#### EXERCISE AIM:
Every line of the entries below that includes "StageError" belongs in the answer, copied as written.

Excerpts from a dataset

use std::cell::RefCell;
use std::fs;
use std::path::{Path, PathBuf};

use anyhow::Result;
use pretty_assertions::assert_eq;

use stackpilot::context::DeployCommand;
use stackpilot::dispatch;
use stackpilot::engine::AutomationEngine;
use stackpilot::failure::FailureHandler;
use stackpilot::report;
use stackpilot::stages::StageError;
use stackpilot::testing;

/// Scripted engine double that records every call in order, so tests can
/// assert which stages actually ran and in what sequence.
struct ScriptedEngine {
    calls: RefCell<Vec<String>>,
    missing_tools: Vec<String>,
    inventory_code: i32,
    ping_code: i32,
    syntax_code: i32,
    playbook_code: i32,
    host_lookups_fail: bool,
}

impl ScriptedEngine {
    fn healthy() -> Self {
        ScriptedEngine {
            calls: RefCell::new(Vec::new()),
            missing_tools: Vec::new(),
            inventory_code: 0,
            ping_code: 0,
            syntax_code: 0,
            playbook_code: 0,
            host_lookups_fail: false,
        }
    }

    fn record(&self, call: String) {
        self.calls.borrow_mut().push(call);
    }

    fn calls(&self) -> Vec<String> {
        self.calls.borrow().clone()
    }
}

impl AutomationEngine for ScriptedEngine {
    fn resolve_tool(&self, name: &str) -> Option<PathBuf> {
        self.record(format!("resolve:{}", name));
        if self.missing_tools.iter().any(|tool| tool == name) {
            None
        } else {
            Some(PathBuf::from("/usr/bin").join(name))
        }
    }

    fn list_inventory(&self, _inventory: &Path) -> Result<(i32, String, String)> {
        self.record("list_inventory".to_string());
        Ok((
            self.inventory_code,
            testing::sample_topology(),
            String::new(),
        ))
    }

    fn host_vars(&self, _inventory: &Path, host: &str) -> Result<(i32, String)> {
        self.record(format!("host_vars:{}", host));
        if self.host_lookups_fail {
            return Ok((1, String::new()));
        }
        let address = match host {
            "mon01" => "10.0.0.2",
            "gpu01" => "10.0.0.5",
            _ => return Ok((1, String::new())),
        };
        Ok((0, testing::sample_host_vars(address)))
    }

    fn ping_all(&self, _inventory: &Path) -> Result<i32> {
        self.record("ping".to_string());
        Ok(self.ping_code)
    }

    fn syntax_check(&self, _playbook: &Path, _inventory: &Path) -> Result<i32> {
        self.record("syntax".to_string());
        Ok(self.syntax_code)
    }

    fn run_playbook(
        &self,
        playbook: &Path,
        _inventory: &Path,
        extra_args: &[String],
    ) -> Result<i32> {
        let name = playbook
            .file_name()
            .and_then(|name| name.to_str())
            .unwrap_or("?");
        self.record(format!("playbook:{}:{}", name, extra_args.join(" ")));
        Ok(self.playbook_code)
    }
}

#[test]
fn test_check_with_missing_tools_never_probes() {
    let workspace = testing::deploy_workspace();
    let ctx = testing::test_context(DeployCommand::Check, workspace.path());
    let engine = ScriptedEngine {
        missing_tools: vec!["ansible".to_string(), "ansible-inventory".to_string()],
        ..ScriptedEngine::healthy()
    };

    let err = dispatch::run_command(&ctx, &engine).unwrap_err();
    match &err {
        StageError::MissingTool(tools) => {
            // Every missing tool is reported in one failure.
            assert_eq!(
                tools,
                &vec!["ansible".to_string(), "ansible-inventory".to_string()]
            );
        }
        other => panic!("expected MissingTool, got {:?}", other),
    }
    assert_eq!(err.exit_code(), 1);
    assert!(!engine.calls().contains(&"ping".to_string()));
}

#[test]
fn test_dry_run_stage_order() {
    let workspace = testing::deploy_workspace();
    let ctx = testing::test_context(DeployCommand::DryRun, workspace.path());
    let engine = ScriptedEngine::healthy();

    dispatch::run_command(&ctx, &engine).unwrap();

    assert_eq!(
        engine.calls(),
        vec![
            "resolve:ansible".to_string(),
            "resolve:ansible-playbook".to_string(),
            "resolve:ansible-inventory".to_string(),
            "resolve:docker".to_string(),
            "list_inventory".to_string(),
            "ping".to_string(),
            "syntax".to_string(),
            "playbook:site.yml:--become --check --diff".to_string(),
        ]
    );
}

#[test]
fn test_update_runs_tagged_subset() {
    let workspace = testing::deploy_workspace();
    let ctx = testing::test_context(DeployCommand::Update, workspace.path());
    let engine = ScriptedEngine::healthy();

    dispatch::run_command(&ctx, &engine).unwrap();

    let calls = engine.calls();
    assert_eq!(
        calls.last().map(String::as_str),
        Some("playbook:site.yml:--become --tags update")
    );
}

#[test]
fn test_unreachable_fleet_is_all_or_nothing() {
    let workspace = testing::deploy_workspace();
    let ctx = testing::test_context(DeployCommand::Deploy, workspace.path());
    let engine = ScriptedEngine {
        ping_code: 4,
        ..ScriptedEngine::healthy()
    };

    let err = dispatch::run_command(&ctx, &engine).unwrap_err();
    assert!(matches!(err, StageError::HostUnreachable { code: 4 }));
    assert_eq!(err.exit_code(), 4);
    // No mutating stage may run after the failed probe.
    assert!(!engine.calls().contains(&"syntax".to_string()));
    assert!(!engine
        .calls()
        .iter()
        .any(|call| call.starts_with("playbook:")));
}

#[test]
fn test_deploy_syntax_failure_skips_executor_and_cleanup_keeps_code() {
    let workspace = testing::deploy_workspace();
    let ctx = testing::test_context(DeployCommand::Deploy, workspace.path());
    fs::write(&ctx.cleanup_playbook, "---\n- hosts: all\n  tasks: []\n").unwrap();

    // Cleanup itself will exit 9; the pipeline failure code is 4.
    let engine = ScriptedEngine {
        syntax_code: 4,
        playbook_code: 9,
        ..ScriptedEngine::healthy()
    };

    let err = dispatch::run_command(&ctx, &engine).unwrap_err();
    assert!(matches!(
        err,
        StageError::InvalidPlaybookSyntax { code: 4, .. }
    ));
    assert!(!engine
        .calls()
        .iter()
        .any(|call| call.starts_with("playbook:site.yml")));

    let mut handler = FailureHandler::arm();
    let code = handler.fire(&err, &ctx, &engine);

    // Cleanup ran, failed with a different status, and the original code
    // still wins.
    assert!(engine
        .calls()
        .iter()
        .any(|call| call.starts_with("playbook:cleanup.yml:--become")));
    assert_eq!(code, 4);
    assert!(handler.is_done());
}

#[test]
fn test_info_pipeline_only_reports() {
    let workspace = testing::deploy_workspace();
    let ctx = testing::test_context(DeployCommand::Info, workspace.path());
    let engine = ScriptedEngine::healthy();

    dispatch::run_command(&ctx, &engine).unwrap();

    let calls = engine.calls();
    assert!(!calls.iter().any(|call| call.starts_with("resolve:")));
    assert!(!calls.contains(&"ping".to_string()));
    assert!(!calls.iter().any(|call| call.starts_with("playbook:")));
    assert!(calls.contains(&"host_vars:gpu01".to_string()));
}

#[test]
fn test_info_report_renders_gpu_endpoints() {
    let workspace = testing::deploy_workspace();
    let ctx = testing::test_context(DeployCommand::Info, workspace.path());
    let engine = ScriptedEngine::healthy();

    let text = report::report(&ctx, &engine);
    assert!(text.contains("http://10.0.0.2:3000"));
    assert!(text.contains("http://10.0.0.2:9090"));
    assert!(text.contains("http://10.0.0.5:9400"));
    assert!(text.contains("http://10.0.0.5:9100"));
}

#[test]
fn test_info_report_degrades_to_logical_names() {
    let workspace = testing::deploy_workspace();
    let ctx = testing::test_context(DeployCommand::Info, workspace.path());
    let engine = ScriptedEngine {
        host_lookups_fail: true,
        ..ScriptedEngine::healthy()
    };

    let text = report::report(&ctx, &engine);
    assert!(text.contains("http://mon01:3000"));
    assert!(text.contains("http://gpu01:9400"));
}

#### FINISHED TASK:
use stackpilot::stages::StageError;
        StageError::MissingTool(tools) => {
    assert!(matches!(err, StageError::HostUnreachable { code: 4 }));
        StageError::InvalidPlaybookSyntax { code: 4, .. }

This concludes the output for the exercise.